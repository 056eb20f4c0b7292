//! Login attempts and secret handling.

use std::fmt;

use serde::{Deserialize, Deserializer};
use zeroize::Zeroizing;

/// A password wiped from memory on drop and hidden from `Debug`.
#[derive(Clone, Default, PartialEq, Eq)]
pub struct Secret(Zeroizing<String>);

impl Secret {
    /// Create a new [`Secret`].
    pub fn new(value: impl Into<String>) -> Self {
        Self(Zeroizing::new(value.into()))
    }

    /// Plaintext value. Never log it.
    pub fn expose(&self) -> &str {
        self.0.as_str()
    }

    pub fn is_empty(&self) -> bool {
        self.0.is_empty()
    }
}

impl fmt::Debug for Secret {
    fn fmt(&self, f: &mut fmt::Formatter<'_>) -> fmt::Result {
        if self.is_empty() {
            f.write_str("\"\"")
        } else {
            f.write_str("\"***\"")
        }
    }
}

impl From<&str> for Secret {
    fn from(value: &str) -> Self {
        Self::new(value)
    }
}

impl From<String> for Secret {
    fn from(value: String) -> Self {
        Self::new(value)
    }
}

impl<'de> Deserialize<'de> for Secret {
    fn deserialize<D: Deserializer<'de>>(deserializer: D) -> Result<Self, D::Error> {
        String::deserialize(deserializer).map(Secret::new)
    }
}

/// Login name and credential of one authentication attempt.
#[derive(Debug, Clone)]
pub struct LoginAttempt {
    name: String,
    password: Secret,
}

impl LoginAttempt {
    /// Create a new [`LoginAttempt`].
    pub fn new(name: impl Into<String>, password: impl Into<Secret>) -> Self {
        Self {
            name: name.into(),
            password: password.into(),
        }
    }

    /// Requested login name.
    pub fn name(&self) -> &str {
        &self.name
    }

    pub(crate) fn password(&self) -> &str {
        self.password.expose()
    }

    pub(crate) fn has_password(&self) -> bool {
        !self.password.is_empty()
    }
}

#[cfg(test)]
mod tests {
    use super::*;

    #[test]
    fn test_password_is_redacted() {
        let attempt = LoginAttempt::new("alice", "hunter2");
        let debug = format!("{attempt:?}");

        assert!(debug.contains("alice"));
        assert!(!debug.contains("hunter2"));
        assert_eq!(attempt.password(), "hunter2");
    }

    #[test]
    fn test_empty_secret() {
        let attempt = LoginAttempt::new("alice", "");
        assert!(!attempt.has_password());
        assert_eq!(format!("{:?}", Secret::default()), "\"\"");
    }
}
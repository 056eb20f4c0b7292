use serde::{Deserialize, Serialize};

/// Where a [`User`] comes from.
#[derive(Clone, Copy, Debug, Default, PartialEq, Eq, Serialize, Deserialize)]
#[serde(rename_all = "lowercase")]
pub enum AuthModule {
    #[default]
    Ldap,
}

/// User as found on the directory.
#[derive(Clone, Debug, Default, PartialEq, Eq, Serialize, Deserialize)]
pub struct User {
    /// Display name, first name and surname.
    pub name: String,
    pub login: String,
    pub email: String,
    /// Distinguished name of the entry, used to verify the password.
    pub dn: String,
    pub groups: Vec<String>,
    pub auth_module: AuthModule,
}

⁂

* The task *
Search term "User": return each line of the data that contains it.

* The answer *
/// Where a [`User`] comes from.
/// User as found on the directory.
pub struct User {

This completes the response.